23/2/08

Movimientos raros en el kiosco de la musa


Lo cortan en pedazos pequeños
para envasarlo mejor,
lo convierten en balas de luz a bajo precio,
lo separan de su sueño,
le muestran como crece la ciudad de los pudientes,
lo multiplican y le borran las fronteras.

Cada gota de su sangre decide murallas de sed insaciable.
Lo ahogan en las aguas calientes del mercado,
masturban su cadáver en la mesa recién lustrada por sapientes,
le devuelven una vida así nomás
y le piden que no cambie.

Entra por la puerta de atrás a la violencia
de los estados nacionales
y alcanza el abrazo imperceptible de un altar

En su cara de cordero sin ojos
resplandece el rimel de lo eterno

Olfatea las ruinas de una fiesta
y se acuesta sobre un cuerpo tumbadito de belleza
justo cuando la máquina de esconder el amor
retira las copas
lustra los bronces
y difunde una lengua original en las heridas.

yo conmigo fuimos a la fiesta, yo me fui temprano, conmigo no lo sé


2/2/08

INDELEBLE


Estoy pintando la figura de Matilde Briel y al mismo tiempo pretendo olvidarla.

Su representación se extiende con delicado atrevimiento sobre un territorio donde ella y también la ausencia de ella están ausentes.

Óleo sobre tela. Olor de esencia de trementina sobre olor de Matilde Briel. Pintura que cubre para revelar, para desvelar.

Pelos de pincel depositando el color y abriendo surcos o finas heridas chismosas o murmuraciones acerca de aquella pintura que no podría ser vista jamás.

Una Matilde Briel enterrada viva debajo de la otra, la Matilde Briel evidente, la que acepta en su rosto y en sus ropas la guerra entre pincel y color, entre ocultamiento y fina herida.

Tengo una pequeña herramienta para borrar, es mi arma blanca del arrepentimiento. Se trata de un formón de filo lateral, ligeramente curvo. Raspa, levanta, saca.

Raspo, levanto y saco las manos de Matilde Briel o, mejor dicho, esas zonas de pintura que en cierto modo dicen: "acá estuvieron sus manos" y suena la voz de la modelo ausente respondiendo "esas no eran mis manos".

Pero en la espesura de este presente en el cual pretendo olvidarla sus dedos se abren y se abren diseminando la ligereza dudosa del adiós.

Cada vez que mi arma blanca del arrepentimiento se carga de pintura la limpio con un trapo cuya turbadora pasividad debería estar en el centro de toda pregunta acerca de la existencia del arte y también de ese modo irresponsable de existir que tiene ahora Matilde Briel.

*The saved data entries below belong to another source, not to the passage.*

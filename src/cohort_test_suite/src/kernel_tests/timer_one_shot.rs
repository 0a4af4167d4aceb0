//! A one-shot timer fires exactly once, one period after it's started, and
//! then goes dormant.
use assert_matches::assert_matches;
use cohort_core::{
    kernel::{ReceiveQueueError, TimerAttr},
    time::Duration,
};
use std::sync::Arc;

use super::{spawn, Driver, SupportedSystem};

pub fn start<System: SupportedSystem, D: Driver>(kernel: &Arc<System>, driver: Arc<D>) {
    let queue = kernel.raw_queue_create(4).unwrap();

    let kernel2 = Arc::clone(kernel);
    let timer = kernel
        .raw_timer_create(
            TimerAttr {
                name: "one shot",
                period: Duration::from_ticks(30),
                auto_reload: false,
            },
            Box::new(move |_| {
                let now = kernel2.raw_tick_count().get() as i32;
                kernel2.raw_queue_send(queue, now, Duration::ZERO).unwrap();
            }),
        )
        .unwrap();

    spawn(kernel, "task0", move |kernel| {
        assert_eq!(kernel.raw_timer_is_active(timer), Ok(false));
        let start = kernel.raw_tick_count();
        kernel.raw_timer_start(timer).unwrap();
        assert_eq!(kernel.raw_timer_is_active(timer), Ok(true));

        let fired_at = kernel.raw_queue_receive(queue, Duration::from_ticks(1000)).unwrap();
        let elapsed = (fired_at as u32).wrapping_sub(start.get());
        log::debug!("the timer fired after {elapsed} ticks");
        assert!(elapsed >= 30);

        assert_matches!(
            kernel.raw_queue_receive(queue, Duration::from_ticks(100)),
            Err(ReceiveQueueError::Timeout)
        );
        assert_eq!(kernel.raw_timer_is_active(timer), Ok(false));
        driver.success();
    });
}
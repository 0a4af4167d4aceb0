use core::sync::atomic::{AtomicUsize, Ordering};

/// An atomic counter for checking an execution sequence.
#[derive(Debug, Default)]
pub struct SeqTracker {
    counter: AtomicUsize,
}

impl SeqTracker {
    /// Construct `SeqTracker`.
    pub const fn new() -> Self {
        Self {
            counter: AtomicUsize::new(0),
        }
    }

    pub fn get(&self) -> usize {
        self.counter.load(Ordering::Relaxed)
    }

    /// Assert that the counter is equal to `old` and then replace it with
    /// `new`.
    #[track_caller]
    pub fn expect_and_replace(&self, old: usize, new: usize) {
        let got = self
            .counter
            .compare_exchange(old, new, Ordering::AcqRel, Ordering::Acquire)
            .unwrap_or_else(|got| got);
        log::debug!("{} (expected: {}) → {}", got, old, new);
        assert_eq!(got, old, "expected {}, got {}", old, got);
    }
}
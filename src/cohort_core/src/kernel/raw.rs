//! The low-level kernel interface to be implemented by a kernel implementor.
//!
//! The interface is split by capability so that a component can state exactly
//! which services it relies on. For example, a component that only drives
//! task lifecycles from timers bounds its kernel type by
//! `KernelBase + KernelTimer`, which also makes it easy to substitute a
//! recording kernel in tests.
//!
//! Object identifiers are plain values. Creating an object hands out an
//! identifier; the kernel keeps owning the object. Using an identifier after
//! the object was deleted is reported as `NoAccess` (see [`ResultCode`]).
//!
//! [`ResultCode`]: super::ResultCode
use core::{fmt, hash::Hash};

use super::{
    error::*, Message, TaskAttr, TaskEntry, TaskState, TimerAttr, TimerCallback,
};
use crate::time::{Duration, Ticks};

/// A group of traits that must be implemented by kernel object ID types,
/// including [`KernelBase::RawTaskId`].
pub trait Id: fmt::Debug + Copy + Eq + Ord + Hash + Send + Sync + 'static {}
impl<T: ?Sized + fmt::Debug + Copy + Eq + Ord + Hash + Send + Sync + 'static> Id for T {}

/// Provides tasks, delays, and the tick counter.
pub trait KernelBase: Send + Sync + 'static {
    /// The type to identify tasks.
    type RawTaskId: Id;

    /// Create a task that runs `entry`.
    ///
    /// Tasks created before the kernel starts scheduling begin running when
    /// it does.
    fn raw_task_create(
        &self,
        attr: TaskAttr,
        entry: TaskEntry,
    ) -> Result<Self::RawTaskId, CreateTaskError>;

    /// Suspend a task. A suspended task doesn't run until
    /// [`raw_task_resume`] is called for it.
    ///
    /// This is not idempotent: suspending a suspended task fails with
    /// `BadObjectState`.
    ///
    /// [`raw_task_resume`]: Self::raw_task_resume
    fn raw_task_suspend(&self, this: Self::RawTaskId) -> Result<(), SuspendTaskError>;

    /// Resume a suspended task.
    fn raw_task_resume(&self, this: Self::RawTaskId) -> Result<(), ResumeTaskError>;

    /// Delete a task. The task's current activity is abandoned without
    /// notice, and its identifier becomes invalid.
    fn raw_task_delete(&self, this: Self::RawTaskId) -> Result<(), DeleteTaskError>;

    /// Get the lifecycle state of a task.
    ///
    /// Unlike other services, this reports [`TaskState::Deleted`] instead of
    /// failing for a deleted task, so that an observer can tell "deleted"
    /// apart from "never existed".
    fn raw_task_state(&self, this: Self::RawTaskId) -> Result<TaskState, GetTaskStateError>;

    /// Get the current task.
    fn raw_task_current(&self) -> Result<Self::RawTaskId, GetCurrentTaskError>;

    /// Block the current context for the specified duration.
    fn raw_sleep(&self, duration: Duration) -> Result<(), SleepError>;

    /// Get the number of ticks elapsed since the kernel was created.
    fn raw_tick_count(&self) -> Ticks;
}

/// Provides mutexes.
pub trait KernelMutex: KernelBase {
    /// The type to identify mutexes.
    type RawMutexId: Id;

    /// Create an unlocked mutex.
    fn raw_mutex_create(&self) -> Result<Self::RawMutexId, CreateMutexError>;

    /// Attempt to lock a mutex, waiting for at most `timeout` if it's held by
    /// someone else. [`Duration::ZERO`] makes this a non-blocking attempt.
    fn raw_mutex_try_lock(
        &self,
        this: Self::RawMutexId,
        timeout: Duration,
    ) -> Result<(), TryLockMutexError>;

    /// Unlock a mutex held by the current thread.
    fn raw_mutex_unlock(&self, this: Self::RawMutexId) -> Result<(), UnlockMutexError>;

    /// Get a flag indicating whether the mutex is currently locked.
    fn raw_mutex_is_locked(&self, this: Self::RawMutexId) -> Result<bool, QueryMutexError>;
}

/// Provides bounded FIFO queues of [`Message`]s.
pub trait KernelQueue: KernelBase {
    /// The type to identify queues.
    type RawQueueId: Id;

    /// Create an empty queue that holds at most `capacity` messages.
    fn raw_queue_create(&self, capacity: usize) -> Result<Self::RawQueueId, CreateQueueError>;

    /// Append a message to the back of a queue, waiting for at most `timeout`
    /// for a free slot.
    fn raw_queue_send(
        &self,
        this: Self::RawQueueId,
        message: Message,
        timeout: Duration,
    ) -> Result<(), SendQueueError>;

    /// Remove the message at the front of a queue, waiting for at most
    /// `timeout` for one to arrive.
    fn raw_queue_receive(
        &self,
        this: Self::RawQueueId,
        timeout: Duration,
    ) -> Result<Message, ReceiveQueueError>;

    /// Get the number of messages waiting in a queue. This doesn't consume
    /// anything.
    fn raw_queue_len(&self, this: Self::RawQueueId) -> Result<usize, QueryQueueError>;

    /// Get the capacity a queue was created with.
    fn raw_queue_capacity(&self, this: Self::RawQueueId) -> Result<usize, QueryQueueError>;
}

/// Provides software timers.
pub trait KernelTimer: KernelBase {
    /// The type to identify timers.
    type RawTimerId: Id;

    /// Create a dormant timer. `callback` runs in the timer service context
    /// every time the timer fires.
    fn raw_timer_create(
        &self,
        attr: TimerAttr,
        callback: TimerCallback<Self::RawTimerId>,
    ) -> Result<Self::RawTimerId, CreateTimerError>;

    /// Arm a timer so that it fires one period from now. Starting an armed
    /// timer restarts its period from now.
    fn raw_timer_start(&self, this: Self::RawTimerId) -> Result<(), StartTimerError>;

    /// Disarm a timer. Stopping a dormant timer has no effect.
    fn raw_timer_stop(&self, this: Self::RawTimerId) -> Result<(), StopTimerError>;

    /// Get a flag indicating whether the timer is armed.
    fn raw_timer_is_active(&self, this: Self::RawTimerId) -> Result<bool, QueryTimerError>;
}

/// A kernel providing every service Cohort uses.
pub trait Kernel: KernelMutex + KernelQueue + KernelTimer {}
impl<T: KernelMutex + KernelQueue + KernelTimer> Kernel for T {}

Pretendo olvidarla y ella lo sabe, con su cabeza gacha. Todo su rostro es una leve y firme pincelada naranja, saturada mancha horizontal de luz oscura. Sin embargo, cualquiera que la haya conocido podría encontrar ahí su nariz recta, la carne roja de su sonrisa taciturna, sus ojos negros, redondos, impregnados en un relámpago.

La senté en un sillón de tierras rojizas, le puse un vestido azul ultramar. De piernas cruzadas la estoy haciendo. Enfrío los diminutos trazos de luz de sus rodillas con verdes de un cielo enfermo.

Ante la ausencia de su mano derecha sobre el regazo azul pienso que fueron sus muslos y no mi formón ni mi trapo quienes la tragaron.

A la otra mano inexistente se la puede no ver con nitidez: retumba la tecnología metafísica de esta Matilde Briel que ya no está cerca de mí.